Three distinct technologies have been used, though the use of Backscatter X-ray has now been discontinued in many countries:
- Millimeter wave scanners use non-ionizing electromagnetic radiation similar to that used by wireless data transmitters, in the Extremely High Frequency (EHF) radio band (which is a lower frequency than visible light).
- Backscatter X-ray machines use low dose penetrating radiation for detecting suspicious metallic and non-metallic objects hidden under clothing or in shoes and in the cavities of the human body.
- Transmission X-ray security scanners. In these scanners, X-ray radiation passes through the human body and then is captured by a detector or array of detectors. This type of full body scanners allows to detect objects hidden not only under the clothes, but also inside the human body (for example, drugs carried by drug couriers in the stomach) or in natural cavities. It does not have diagnostic quality for medical purposes but is quite enough to detect items not characteristic for human biology which could be a contraband.
Use cases for 3D Scanners
Innovative 3D scanners are widely used in industrial design, engineering, and manufacturing, due to their ability to quickly and precisely capture the required data. Without these advanced 3D devices, measurements would have to be collected by outdated manual methods, which can be too costly and time-consuming. Useful during each stage of product design, testing, development, launch, and aftercare, powerful 3D scanning solutions significantly accelerate the workflow, help avoid costly mistakes, and enhance productivity.
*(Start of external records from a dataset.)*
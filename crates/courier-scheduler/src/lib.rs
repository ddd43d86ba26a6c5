//! # Courier Scheduler
//!
//! Paced dispatch of queued outbound messages over a pool of sending
//! channels, with at-most-once delivery accounting across restarts.
//!
//! ## Architecture
//! ```text
//! QueueSynchronizer ──► pending set ──► Dispatcher (one task per channel)
//!        ▲                  ▲                 │  typing delay, pacing, cooldown
//!        │                  │                 ▼
//!   QueueSource       RetryController ◄── SendExecutor ──► Ledger
//!                      (backoff)              │
//! DirectoryCache ──► channel table            └──► DeliverySink
//! ```
//!
//! All shared mutable state lives in one [`state::SchedulerState`] behind a
//! tokio mutex; the ledger is loaded fully before the engine starts.

pub mod directory;
pub mod dispatch;
pub mod engine;
pub mod executor;
pub mod ledger;
pub mod pacing;
pub mod retry;
pub mod state;
pub mod stats;
pub mod sync;

#[cfg(test)]
mod testing;

pub use engine::DispatchEngine;
pub use executor::{Disposition, SendExecutor};
pub use ledger::{JsonFileBackend, Ledger, LedgerBackend, SqliteBackend};
pub use pacing::{Cooldown, CooldownKind, PacingPolicy};
pub use retry::{RetryController, RetryDecision};
pub use state::{SchedulerState, SharedState};
pub use stats::{DispatchStats, StatsSnapshot};
pub use sync::{PollOutcome, QueueSynchronizer, TickReport};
The healthcare industry has greatly benefited from integrating 3D scanning into its numerous procedures. Used for research, patient care, and creating personalized medical solutions, it has brought remarkable changes to the field. Speed, precision, and most importantly, the safety of various stationary and portable 3D scanners, have allowed medical professionals from all over the world to implement and make the most of these pioneering technologies, significantly improving existing processes while creating new ones.
Prototyping & 3D printing
Prototyping and 3D printing is another frequent use case for 3D scanning software. 3D scanners enable you to take a physical product, scan it into a digital format (e.g. the STL file format), and work with the digitized model to create prototypes that are then printed by 3D printers.
In order to even use a 3D scan, some sort of software will be required. Towards that end, a whole range of software is available. Depending on your scanner, software may be provided. Otherwise, be mindful of the type of reconstruction required by whatever technique you’re using.
It’s generally advisable to have both a good graphics card and a good processor on your computer. The graphics card should have Opencl and Opengl.
3D Scanner & Printers
Perhaps you’ve seen the term “3D printer scanner” and wondered what it was? If so, it’s important to know that the proper term is simply “3D scanner”. If “printer” appears, it’s likely only because scanners are often used alongside 3D printers.